The waste heat recovery heat pump unit (H ₃ ) may be further installed on one side of the low temperature water tank (26) and connected to the low temperature water tank (26) for use in room cooling. The inlet-side piping of the shock coil unit (not shown) is provided with a circulation pump (not shown) for pumping cold water from the low temperature water tank 26 to the shock coil unit.

4 is a system diagram showing a configuration and an operation mode of a waste heat recovery heat pump unit having another structure of the present invention. The present invention is a conventional air-cooled heat pump unit (H ₁ ) and a water-cooled heat pump unit (H ₂ ). It provides a heat pump unit (H ₄ ) of a new structure that combines the waste heat recovery method from the combination structure.

The waste heat recovery heat pump unit (H ₄ ) is basically a compressor (30), a plurality of condensers (31, 32) and evaporators (33, 37), hot water tank (36), low temperature water tank (38), waste heat recovery heat exchange Group 40 or the like.

In more detail, the compressor 30, the first and second condensers 31 and 32 arranged in parallel with each other, and the first evaporator 33 provided at the outdoor unit (not shown) may be configured to provide a refrigerant pipe P ₂₁ . The refrigerant pipes P ₂₁ at the outlet side of the first and second condensers 31 and 32 are provided with expansion valves 34 and the refrigerant pipes at the outlet side of the evaporator 33. P ₂₁ ) is provided with a gas-liquid separator 35.

One side of the first and second condenser (31, 32) is provided with a hot water tank 36 is stored hot water, the first, second condenser (31, 32) and the hot water tank 36 is a water pipe (P ₂₂ ) It is connected to each other via a structure consisting of circulating the hot water between these, the water pipe (P ₂₂ ) to pump the water in the hot water tank 36 to circulate to the first, second condenser (31, 32) side Circulating pump (P ₂₂ a) is provided. In addition, the hot water tank 36 is connected to the water supply pipe (P ₂₃ ) is supplied with water from the outside when the storage water stored therein is insufficient.

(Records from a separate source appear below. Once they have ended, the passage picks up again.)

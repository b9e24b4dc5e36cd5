//! Dataset loading: parse a data directory and build the store.

use crate::error::Result;
use crate::parser;
use dataset_store::{DatasetStore, GenreMapping};
use std::path::Path;
use tracing::info;

/// Load a MovieLens-100k style dataset directory into a DatasetStore.
///
/// Steps:
/// 1. Read the user/item counts from u.info
/// 2. Parse u.user, u.genre, and u.data in parallel
/// 3. Parse u.item (needs the genre count from u.genre)
/// 4. Build the store, which validates all ids against their ranges
pub fn load_dataset(data_dir: &Path) -> Result<DatasetStore> {
    let info_path = data_dir.join(parser::INFO_FILE);
    let users_path = data_dir.join(parser::USERS_FILE);
    let genres_path = data_dir.join(parser::GENRES_FILE);
    let items_path = data_dir.join(parser::ITEMS_FILE);
    let ratings_path = data_dir.join(parser::RATINGS_FILE);

    let (n_users, n_items) = parser::parse_info(&info_path)?;
    info!(n_users, n_items, "Read dataset counts from {:?}", info_path);

    // Three independent parses; nested join gives three-way
    // parallelism. u.item waits for the genre count.
    let ((genders, genre_pairs), interactions) = rayon::join(
        || {
            rayon::join(
                || parser::parse_users(&users_path, n_users),
                || parser::parse_genres(&genres_path),
            )
        },
        || parser::parse_ratings(&ratings_path),
    );

    let genders = genders?;
    let genre_pairs = genre_pairs?;
    let interactions = interactions?;

    let n_genres = genre_pairs.len();
    let item_genres = parser::parse_items(&items_path, n_items, n_genres)?;

    info!(
        n_users,
        n_items,
        n_genres,
        n_interactions = interactions.len(),
        "Parsed dataset files"
    );

    let mapping = GenreMapping::from_pairs(genre_pairs)?;
    let store = DatasetStore::new(genders, mapping, item_genres, &interactions)?;

    info!("Dataset store built");
    Ok(store)
}
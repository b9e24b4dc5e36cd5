//! Benchmarks for genre filtering
//!
//! Run with: cargo bench --package dataset-store
//!
//! Uses a synthetic dataset shaped like MovieLens-100k (943 users,
//! 1682 items, 19 genres) so no data files are needed.

use criterion::{black_box, criterion_group, criterion_main, Criterion};
use dataset_store::{DatasetStore, Gender, GenreMapping};

const USERS: usize = 943;
const ITEMS: usize = 1682;
const GENRES: usize = 19;

fn build_synthetic_store() -> DatasetStore {
    let mapping = GenreMapping::from_pairs(
        (0..GENRES).map(|id| (format!("Genre{:02}", id), id)),
    )
    .expect("Failed to build genre mapping");

    let genders = (0..USERS)
        .map(|id| {
            if id % 3 == 0 {
                Gender::Female
            } else {
                Gender::Male
            }
        })
        .collect();

    // Each item carries one to three genres derived from its id
    let item_genres: Vec<Vec<usize>> = (0..ITEMS)
        .map(|id| {
            let mut genres = vec![id % GENRES];
            if id % 2 == 0 {
                genres.push((id / 2) % GENRES);
            }
            if id % 5 == 0 {
                genres.push((id / 5) % GENRES);
            }
            genres
        })
        .collect();

    // Roughly 100k interactions spread over the matrix
    let interactions: Vec<(usize, usize)> = (0..100_000)
        .map(|k| ((k * 7) % USERS, (k * 13) % ITEMS))
        .collect();

    DatasetStore::new(genders, mapping, item_genres, &interactions)
        .expect("Failed to build synthetic store")
}

fn bench_filter_inclusive(c: &mut Criterion) {
    let store = build_synthetic_store();
    let query = ["Genre00", "Genre05", "Genre11"];

    c.bench_function("filter_by_genre_inclusive", |b| {
        b.iter(|| {
            let subset = store.filter_by_genre(black_box(&query), false).unwrap();
            black_box(subset)
        })
    });
}

fn bench_filter_exclusive(c: &mut Criterion) {
    let store = build_synthetic_store();
    let query = ["Genre00", "Genre05", "Genre11"];

    c.bench_function("filter_by_genre_exclusive", |b| {
        b.iter(|| {
            let subset = store.filter_by_genre(black_box(&query), true).unwrap();
            black_box(subset)
        })
    });
}

criterion_group!(benches, bench_filter_inclusive, bench_filter_exclusive);
criterion_main!(benches);
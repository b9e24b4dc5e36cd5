//! Error types for the dataset-store crate.
//!
//! Every query operation either fully succeeds or returns one of
//! these typed errors without touching any state. Errors carry enough
//! context (the offending id, the valid range, the genre name) for a
//! caller to report them without re-querying the store.

use crate::types::Gender;
use thiserror::Error;

/// Errors surfaced by store construction and query operations
#[derive(Error, Debug)]
pub enum StoreError {
    /// An id argument (user, item, or genre) falls outside its dense
    /// valid range. Never silently clamped.
    #[error("{entity} id {id} out of range (valid range: 0..{len})")]
    InvalidId {
        entity: &'static str,
        id: usize,
        len: usize,
    },

    /// A supplied genre name is absent from the mapping. Raised at
    /// resolution time, before any matrix access.
    #[error("Unknown genre: {0}")]
    UnknownGenre(String),

    /// A gender-balanced sample of size k was requested but one
    /// gender subset has fewer than k eligible members. Raised before
    /// any sampling is performed.
    #[error("Not enough {gender:?} users: requested {requested}, eligible {eligible}")]
    InsufficientPopulation {
        gender: Gender,
        requested: usize,
        eligible: usize,
    },

    /// The same genre name appeared twice while building the mapping
    #[error("Duplicate genre name in mapping: {0}")]
    DuplicateGenre(String),

    /// The mapping's genre ids do not cover the dense range [0, g)
    #[error("Genre ids do not form the dense range 0..{expected}")]
    NonDenseGenreIds { expected: usize },
}

/// Convenience type alias for Results in this crate
pub type Result<T> = std::result::Result<T, StoreError>;
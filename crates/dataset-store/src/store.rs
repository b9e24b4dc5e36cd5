//! The DatasetStore and its query operations.
//!
//! The store owns three immutable matrices populated once at
//! construction: per-user genders (n), per-item genre bit-sets (m),
//! and the n×m boolean interaction matrix, plus the genre name→id
//! mapping. Queries never mutate the store, so sharing it across
//! threads behind an `Arc` needs no locking.

use crate::error::{Result, StoreError};
use crate::types::{BoolMatrix, Gender, GenreId, GenreMapping, GenreSet, GenreSubset, ItemId, UserId};
use rand::seq::IndexedRandom;
use rand::Rng;

/// In-memory store over a loaded user/item/interaction dataset.
///
/// Construction is the only write; every operation afterwards is a
/// pure read returning owned results, never handles into the live
/// matrices.
#[derive(Debug, Clone)]
pub struct DatasetStore {
    /// Gender per user, indexed by UserId
    genders: Vec<Gender>,
    /// Genre bit-set per item, indexed by ItemId, all of width g
    item_genres: Vec<GenreSet>,
    /// n×m interaction matrix; true means the user rated the item
    interactions: BoolMatrix,
    /// Genre name→id mapping of size g
    genres: GenreMapping,
}

impl DatasetStore {
    /// Build a store from loader output.
    ///
    /// `item_genre_ids` holds, per item, the list of genre ids the
    /// item carries; `interaction_pairs` holds the (user, item) pairs
    /// recorded as rated. The only validation here is what safe
    /// indexing needs: every id must be inside its dense range,
    /// otherwise construction fails with `InvalidId`.
    pub fn new(
        genders: Vec<Gender>,
        genres: GenreMapping,
        item_genre_ids: Vec<Vec<GenreId>>,
        interaction_pairs: &[(UserId, ItemId)],
    ) -> Result<Self> {
        let n = genders.len();
        let m = item_genre_ids.len();
        let g = genres.len();

        // Pack per-item genre id lists into fixed-width bit-sets
        let mut item_genres = Vec::with_capacity(m);
        for ids in &item_genre_ids {
            let mut set = GenreSet::new(g);
            for &id in ids {
                if id >= g {
                    return Err(StoreError::InvalidId {
                        entity: "genre",
                        id,
                        len: g,
                    });
                }
                set.set(id);
            }
            item_genres.push(set);
        }

        // Materialize the dense interaction matrix. A pair recorded
        // twice is idempotent.
        let mut interactions = BoolMatrix::new(n, m);
        for &(user_id, item_id) in interaction_pairs {
            if user_id >= n {
                return Err(StoreError::InvalidId {
                    entity: "user",
                    id: user_id,
                    len: n,
                });
            }
            if item_id >= m {
                return Err(StoreError::InvalidId {
                    entity: "item",
                    id: item_id,
                    len: m,
                });
            }
            interactions.set(user_id, item_id, true);
        }

        Ok(Self {
            genders,
            item_genres,
            interactions,
            genres,
        })
    }

    // Introspection

    /// Number of users (n)
    pub fn n_users(&self) -> usize {
        self.genders.len()
    }

    /// Number of items (m)
    pub fn n_items(&self) -> usize {
        self.item_genres.len()
    }

    /// Number of known genres (g)
    pub fn n_genres(&self) -> usize {
        self.genres.len()
    }

    /// (users, items, genres) counts, for logging and summaries
    pub fn counts(&self) -> (usize, usize, usize) {
        (self.n_users(), self.n_items(), self.n_genres())
    }

    /// The genre name→id mapping (for display-side reverse lookups)
    pub fn genre_mapping(&self) -> &GenreMapping {
        &self.genres
    }

    // Query operations

    /// Restrict the interaction relation to items matching a genre
    /// query and to the users who interacted with at least one of
    /// them.
    ///
    /// ## Algorithm
    /// 1. Resolve every name in `genre_names` (fails with
    ///    `UnknownGenre` before any matrix access)
    /// 2. Keep items with at least one resolved genre bit set; in
    ///    exclusive mode, keep only items with exactly one set
    /// 3. Keep users with at least one interaction with a kept item
    /// 4. Select the corresponding rows and columns into a dense
    ///    submatrix, preserving ascending id order
    ///
    /// Exclusivity is scoped to the queried genre ids, not the item's
    /// full genre list: an item carrying one queried genre plus any
    /// number of unqueried ones is still an exclusive match. With a
    /// single queried genre, exclusive mode therefore filters nothing.
    ///
    /// An empty `genre_names` yields empty id lists and a 0×0
    /// submatrix.
    pub fn filter_by_genre(&self, genre_names: &[&str], exclusive: bool) -> Result<GenreSubset> {
        let mut genre_ids = genre_names
            .iter()
            .map(|name| self.genres.resolve(name))
            .collect::<Result<Vec<GenreId>>>()?;

        // The query is a set of genres; a name supplied twice must
        // not double-count towards exclusivity
        genre_ids.sort_unstable();
        genre_ids.dedup();

        // Single pass over items: set-membership predicate instead of
        // collect-then-remove, so ascending order falls out for free
        let item_ids: Vec<ItemId> = (0..self.n_items())
            .filter(|&item_id| {
                let matched = self.item_genres[item_id].count_within(&genre_ids);
                matched >= 1 && (!exclusive || matched == 1)
            })
            .collect();

        let user_ids: Vec<UserId> = (0..self.n_users())
            .filter(|&user_id| {
                item_ids
                    .iter()
                    .any(|&item_id| self.interactions.get(user_id, item_id))
            })
            .collect();

        let mut submatrix = BoolMatrix::new(user_ids.len(), item_ids.len());
        for (row, &user_id) in user_ids.iter().enumerate() {
            for (col, &item_id) in item_ids.iter().enumerate() {
                if self.interactions.get(user_id, item_id) {
                    submatrix.set(row, col, true);
                }
            }
        }

        Ok(GenreSubset {
            user_ids,
            item_ids,
            interactions: submatrix,
        })
    }

    /// The stored genre bit-set of an item
    pub fn genres_of(&self, item_id: ItemId) -> Result<&GenreSet> {
        self.check_item(item_id)?;
        Ok(&self.item_genres[item_id])
    }

    /// Ascending item ids the user has interacted with
    pub fn seen_items_of(&self, user_id: UserId) -> Result<Vec<ItemId>> {
        self.check_user(user_id)?;
        Ok((0..self.n_items())
            .filter(|&item_id| self.interactions.get(user_id, item_id))
            .collect())
    }

    /// Whether an item carries the named genre.
    ///
    /// The name is resolved first, so an unknown name fails with
    /// `UnknownGenre` even when the item id is also out of range.
    pub fn has_genre(&self, item_id: ItemId, genre_name: &str) -> Result<bool> {
        let genre_id = self.genres.resolve(genre_name)?;
        self.check_item(item_id)?;
        Ok(self.item_genres[item_id].contains(genre_id))
    }

    /// The stored gender of a user
    pub fn gender_of(&self, user_id: UserId) -> Result<Gender> {
        self.check_user(user_id)?;
        Ok(self.genders[user_id])
    }

    /// Draw k male and k female user ids from the given candidates.
    ///
    /// The candidates are partitioned by stored gender, then k
    /// distinct ids are drawn uniformly without replacement from each
    /// subset independently. Fails with `InsufficientPopulation`
    /// before any draw if either subset is smaller than k. The rng is
    /// injected so callers needing reproducibility can seed it; no
    /// ordering is guaranteed on the returned samples.
    pub fn sample_balanced_by_gender<R: Rng + ?Sized>(
        &self,
        user_ids: &[UserId],
        k: usize,
        rng: &mut R,
    ) -> Result<(Vec<UserId>, Vec<UserId>)> {
        let mut male_ids = Vec::new();
        let mut female_ids = Vec::new();

        for &user_id in user_ids {
            match self.gender_of(user_id)? {
                Gender::Male => male_ids.push(user_id),
                Gender::Female => female_ids.push(user_id),
            }
        }

        if male_ids.len() < k {
            return Err(StoreError::InsufficientPopulation {
                gender: Gender::Male,
                requested: k,
                eligible: male_ids.len(),
            });
        }
        if female_ids.len() < k {
            return Err(StoreError::InsufficientPopulation {
                gender: Gender::Female,
                requested: k,
                eligible: female_ids.len(),
            });
        }

        let male_sample = male_ids.choose_multiple(rng, k).copied().collect();
        let female_sample = female_ids.choose_multiple(rng, k).copied().collect();

        Ok((male_sample, female_sample))
    }

    fn check_user(&self, user_id: UserId) -> Result<()> {
        if user_id >= self.n_users() {
            return Err(StoreError::InvalidId {
                entity: "user",
                id: user_id,
                len: self.n_users(),
            });
        }
        Ok(())
    }

    fn check_item(&self, item_id: ItemId) -> Result<()> {
        if item_id >= self.n_items() {
            return Err(StoreError::InvalidId {
                entity: "item",
                id: item_id,
                len: self.n_items(),
            });
        }
        Ok(())
    }
}
// libs/scheduling-cell/src/services/booking.rs
use tracing::{debug, info, warn};

use shared_database::DbPool;

use crate::models::{Appointment, RescheduledAppointment, SchedulingError};
use crate::services::availability;
use crate::services::datetime;
use crate::services::store::ScheduleStore;

/// Orchestrates book, reschedule and cancel against the schedule store.
/// Holds no state between calls; every operation re-reads from the store.
///
/// The check-then-act windows here assume the caller serializes write
/// operations; see `AppState::write_guard`.
pub struct BookingService {
    store: ScheduleStore,
}

impl BookingService {
    pub fn new(pool: DbPool) -> Self {
        Self {
            store: ScheduleStore::new(pool),
        }
    }

    pub fn store(&self) -> &ScheduleStore {
        &self.store
    }

    /// Book a new appointment. The patient and doctor must already exist as
    /// registered rows; booking never creates either side implicitly.
    pub async fn book_appointment(
        &self,
        patient_id: &str,
        doctor_name: &str,
        specialization: &str,
        appointment_date: &str,
    ) -> Result<Appointment, SchedulingError> {
        info!(
            "Booking appointment for patient {} with doctor {} ({})",
            patient_id, doctor_name, specialization
        );

        let normalized = datetime::normalize_to_canonical(appointment_date)
            .ok_or_else(|| SchedulingError::UnrecognizedDate(appointment_date.to_string()))?;

        if !self.store.patient_exists(patient_id).await? {
            return Err(SchedulingError::PatientNotFound);
        }

        let doctor_id = self
            .store
            .get_doctor_id(doctor_name, specialization)
            .await?
            .ok_or(SchedulingError::DoctorNotFound)?;

        if self.store.count_conflicts(&doctor_id, &normalized).await? > 0 {
            warn!("Slot conflict for doctor {} at {}", doctor_id, normalized);
            return Err(SchedulingError::SlotUnavailable {
                doctor_id,
                appointment_date: normalized,
            });
        }

        let appointment_id = self.store.fresh_appointment_id().await?;
        self.store
            .insert_appointment(&appointment_id, patient_id, &doctor_id, &normalized)
            .await?;

        info!(
            "Appointment {} booked for patient {} with doctor {} at {}",
            appointment_id, patient_id, doctor_id, normalized
        );

        Ok(Appointment {
            appointment_id,
            patient_id: patient_id.to_string(),
            doctor_id,
            appointment_date: normalized,
        })
    }

    /// Move an existing appointment to a new date-time. The new time must be
    /// one of the doctor's open slots on that day; doctor and patient are
    /// unchanged and the appointment keeps its identifier.
    pub async fn reschedule_appointment(
        &self,
        appointment_id: &str,
        new_appointment_date: &str,
    ) -> Result<RescheduledAppointment, SchedulingError> {
        debug!("Rescheduling appointment {}", appointment_id);

        let (current_date, doctor_id) = self
            .store
            .get_appointment(appointment_id)
            .await?
            .ok_or(SchedulingError::AppointmentNotFound)?;

        let normalized = datetime::normalize(new_appointment_date)
            .ok_or_else(|| SchedulingError::UnrecognizedDate(new_appointment_date.to_string()))?;

        let open_slots =
            availability::available_slots(&self.store, &doctor_id, normalized.date()).await?;
        if !open_slots.contains(&normalized) {
            warn!(
                "Doctor {} has no open slot at {}",
                doctor_id,
                datetime::canonical(normalized)
            );
            return Err(SchedulingError::SlotUnavailable {
                doctor_id,
                appointment_date: datetime::canonical(normalized),
            });
        }

        let canonical = datetime::canonical(normalized);
        self.store
            .update_appointment_date(appointment_id, &doctor_id, &canonical)
            .await?;

        info!(
            "Appointment {} rescheduled from {} to {}",
            appointment_id, current_date, canonical
        );

        Ok(RescheduledAppointment {
            appointment_id: appointment_id.to_string(),
            doctor_id,
            appointment_date: canonical,
        })
    }

    /// Remove an appointment. A second cancel of the same identifier fails
    /// with `AppointmentNotFound`, which is the expected terminal behavior.
    pub async fn cancel_appointment(&self, appointment_id: &str) -> Result<(), SchedulingError> {
        debug!("Cancelling appointment {}", appointment_id);

        let removed = self.store.delete_appointment(appointment_id).await?;
        if !removed {
            return Err(SchedulingError::AppointmentNotFound);
        }

        info!("Appointment {} cancelled", appointment_id);
        Ok(())
    }
}
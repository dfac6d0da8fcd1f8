// libs/scheduling-cell/src/services/store.rs
use chrono::NaiveDate;
use sqlx::Row;
use tracing::debug;

use shared_database::DbPool;

use crate::models::SchedulingError;
use crate::services::ids;

/// Owns the patient, doctor and appointment tables. Every method runs a
/// single statement against the pool, so each write is its own transaction
/// and no partial state is observable between calls.
pub struct ScheduleStore {
    pool: DbPool,
}

impl ScheduleStore {
    pub fn new(pool: DbPool) -> Self {
        Self { pool }
    }

    /// Comparison key for doctor names: lowercased, with a leading "Dr."
    /// honorific removed. Stored names keep their original form; only
    /// lookups normalize.
    pub fn normalize_doctor_name(name: &str) -> String {
        let lowered = name.trim().to_lowercase();
        let stripped = lowered
            .strip_prefix("dr.")
            .or_else(|| lowered.strip_prefix("dr "))
            .unwrap_or(&lowered);
        stripped.trim().to_string()
    }

    /// Generate an identifier that is not yet present in the given column.
    /// Collisions in the 36^8 space are rare, so the loop almost always
    /// finishes on the first pass.
    async fn fresh_id(&self, table: &str, column: &str) -> Result<String, SchedulingError> {
        loop {
            let candidate = ids::generate();
            let query = format!("SELECT 1 FROM {table} WHERE {column} = ?");
            let taken = sqlx::query(&query)
                .bind(&candidate)
                .fetch_optional(&self.pool)
                .await?;
            if taken.is_none() {
                return Ok(candidate);
            }
        }
    }

    pub async fn fresh_appointment_id(&self) -> Result<String, SchedulingError> {
        self.fresh_id("appointments", "appointment_id").await
    }

    // ==========================================================================
    // PATIENTS
    // ==========================================================================

    /// Look up by the (name, contact) dedup key; create the row with a fresh
    /// identifier when absent.
    pub async fn find_or_create_patient(
        &self,
        name: &str,
        age: i64,
        contact: &str,
    ) -> Result<String, SchedulingError> {
        let existing = sqlx::query("SELECT patient_id FROM patients WHERE name = ? AND contact = ?")
            .bind(name)
            .bind(contact)
            .fetch_optional(&self.pool)
            .await?;

        if let Some(row) = existing {
            return Ok(row.get("patient_id"));
        }

        let patient_id = self.fresh_id("patients", "patient_id").await?;
        sqlx::query("INSERT INTO patients (patient_id, name, age, contact) VALUES (?, ?, ?, ?)")
            .bind(&patient_id)
            .bind(name)
            .bind(age)
            .bind(contact)
            .execute(&self.pool)
            .await?;

        debug!("Registered patient {} with id {}", name, patient_id);
        Ok(patient_id)
    }

    pub async fn get_patient_by_contact(
        &self,
        contact: &str,
    ) -> Result<Option<(String, String)>, SchedulingError> {
        let row = sqlx::query("SELECT patient_id, name FROM patients WHERE contact = ?")
            .bind(contact)
            .fetch_optional(&self.pool)
            .await?;

        Ok(row.map(|row| (row.get("patient_id"), row.get("name"))))
    }

    pub async fn patient_exists(&self, patient_id: &str) -> Result<bool, SchedulingError> {
        let row = sqlx::query("SELECT 1 FROM patients WHERE patient_id = ?")
            .bind(patient_id)
            .fetch_optional(&self.pool)
            .await?;

        Ok(row.is_some())
    }

    // ==========================================================================
    // DOCTORS
    // ==========================================================================

    /// Look up by the (normalized name, specialization) dedup key; create the
    /// row with a fresh identifier when absent. "Dr. Smith" and "Smith"
    /// resolve to the same record.
    pub async fn find_or_create_doctor(
        &self,
        name: &str,
        specialization: &str,
    ) -> Result<String, SchedulingError> {
        if let Some(doctor_id) = self.get_doctor_id(name, specialization).await? {
            return Ok(doctor_id);
        }

        let doctor_id = self.fresh_id("doctors", "doctor_id").await?;
        sqlx::query("INSERT INTO doctors (doctor_id, name, specialization) VALUES (?, ?, ?)")
            .bind(&doctor_id)
            .bind(name)
            .bind(specialization)
            .execute(&self.pool)
            .await?;

        debug!("Registered doctor {} with id {}", name, doctor_id);
        Ok(doctor_id)
    }

    pub async fn get_doctor_id(
        &self,
        name: &str,
        specialization: &str,
    ) -> Result<Option<String>, SchedulingError> {
        let wanted = Self::normalize_doctor_name(name);

        let rows = sqlx::query("SELECT doctor_id, name FROM doctors WHERE specialization = ?")
            .bind(specialization)
            .fetch_all(&self.pool)
            .await?;

        for row in rows {
            let stored: String = row.get("name");
            if Self::normalize_doctor_name(&stored) == wanted {
                return Ok(Some(row.get("doctor_id")));
            }
        }

        Ok(None)
    }

    // ==========================================================================
    // APPOINTMENTS
    // ==========================================================================

    /// Date-time and doctor id for an appointment, when it exists.
    pub async fn get_appointment(
        &self,
        appointment_id: &str,
    ) -> Result<Option<(String, String)>, SchedulingError> {
        let row = sqlx::query(
            "SELECT appointment_date, doctor_id FROM appointments WHERE appointment_id = ?",
        )
        .bind(appointment_id)
        .fetch_optional(&self.pool)
        .await?;

        Ok(row.map(|row| (row.get("appointment_date"), row.get("doctor_id"))))
    }

    /// Number of appointments already held by the doctor at this exact
    /// canonical date-time. 0 or 1 under the schema constraint.
    pub async fn count_conflicts(
        &self,
        doctor_id: &str,
        appointment_date: &str,
    ) -> Result<i64, SchedulingError> {
        let row = sqlx::query(
            "SELECT COUNT(*) AS conflicts
             FROM appointments
             WHERE doctor_id = ? AND appointment_date = ?",
        )
        .bind(doctor_id)
        .bind(appointment_date)
        .fetch_one(&self.pool)
        .await?;

        Ok(row.get("conflicts"))
    }

    /// Canonical date-times booked for a doctor on a calendar day, by exact
    /// date-prefix match.
    pub async fn booked_times_on(
        &self,
        doctor_id: &str,
        date: NaiveDate,
    ) -> Result<Vec<String>, SchedulingError> {
        let prefix = format!("{}%", date.format("%Y-%m-%d"));
        let rows = sqlx::query(
            "SELECT appointment_date FROM appointments
             WHERE doctor_id = ? AND appointment_date LIKE ?",
        )
        .bind(doctor_id)
        .bind(&prefix)
        .fetch_all(&self.pool)
        .await?;

        Ok(rows
            .into_iter()
            .map(|row| row.get("appointment_date"))
            .collect())
    }

    pub async fn insert_appointment(
        &self,
        appointment_id: &str,
        patient_id: &str,
        doctor_id: &str,
        appointment_date: &str,
    ) -> Result<(), SchedulingError> {
        sqlx::query(
            "INSERT INTO appointments (appointment_id, patient_id, doctor_id, appointment_date)
             VALUES (?, ?, ?, ?)",
        )
        .bind(appointment_id)
        .bind(patient_id)
        .bind(doctor_id)
        .bind(appointment_date)
        .execute(&self.pool)
        .await?;

        Ok(())
    }

    pub async fn update_appointment_date(
        &self,
        appointment_id: &str,
        doctor_id: &str,
        new_appointment_date: &str,
    ) -> Result<(), SchedulingError> {
        sqlx::query(
            "UPDATE appointments
             SET appointment_date = ?
             WHERE appointment_id = ? AND doctor_id = ?",
        )
        .bind(new_appointment_date)
        .bind(appointment_id)
        .bind(doctor_id)
        .execute(&self.pool)
        .await?;

        Ok(())
    }

    /// Returns false when the identifier did not exist.
    pub async fn delete_appointment(&self, appointment_id: &str) -> Result<bool, SchedulingError> {
        let result = sqlx::query("DELETE FROM appointments WHERE appointment_id = ?")
            .bind(appointment_id)
            .execute(&self.pool)
            .await?;

        Ok(result.rows_affected() > 0)
    }
}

The outlet refrigerant pipes (P ₂₁ ) of the first and second condensers (31,32) are provided with a three-way valve (V ₁ ) for direction switching, the refrigerant pipe (P ₂₄ ) from the three-way valve (V ₁ ) The branching is connected to the refrigerant pipe P _{24 to} the outlet refrigerant pipe P ₂₁ of the first evaporator 33. In addition, the outlet refrigerant pipe P ₂₁ of the first evaporator 33 is provided with a two-way valve V ₂ for direction switching, and the refrigerant pipe P ₂₄ has a water-cooled second evaporator 37. ) Is provided. In addition, one side of the second evaporator 37 is provided with a low temperature water tank 38 in which cold water is stored, and the second evaporator 37 and the low temperature water tank 38 are interconnected via a water pipe P ₂₅ . One side of the low temperature water tank 38 is provided with a cold water supply 39 for supplying cold water, wherein the low temperature water tank 38 and the cold water 39 are connected to each other via a water pipe P ₂₆ . P ₂₅ is provided with a circulation pump P ₂₅ a for pumping cold water in the low temperature water tank 38 to circulate to the second evaporator 37 side, and the water pipe P ₂₆ has a cold water bath 39 and a low temperature. A plurality of circulation pumps P ₂₆ a (P ₂₆ b) for circulating cold water between the water tanks 38 is provided.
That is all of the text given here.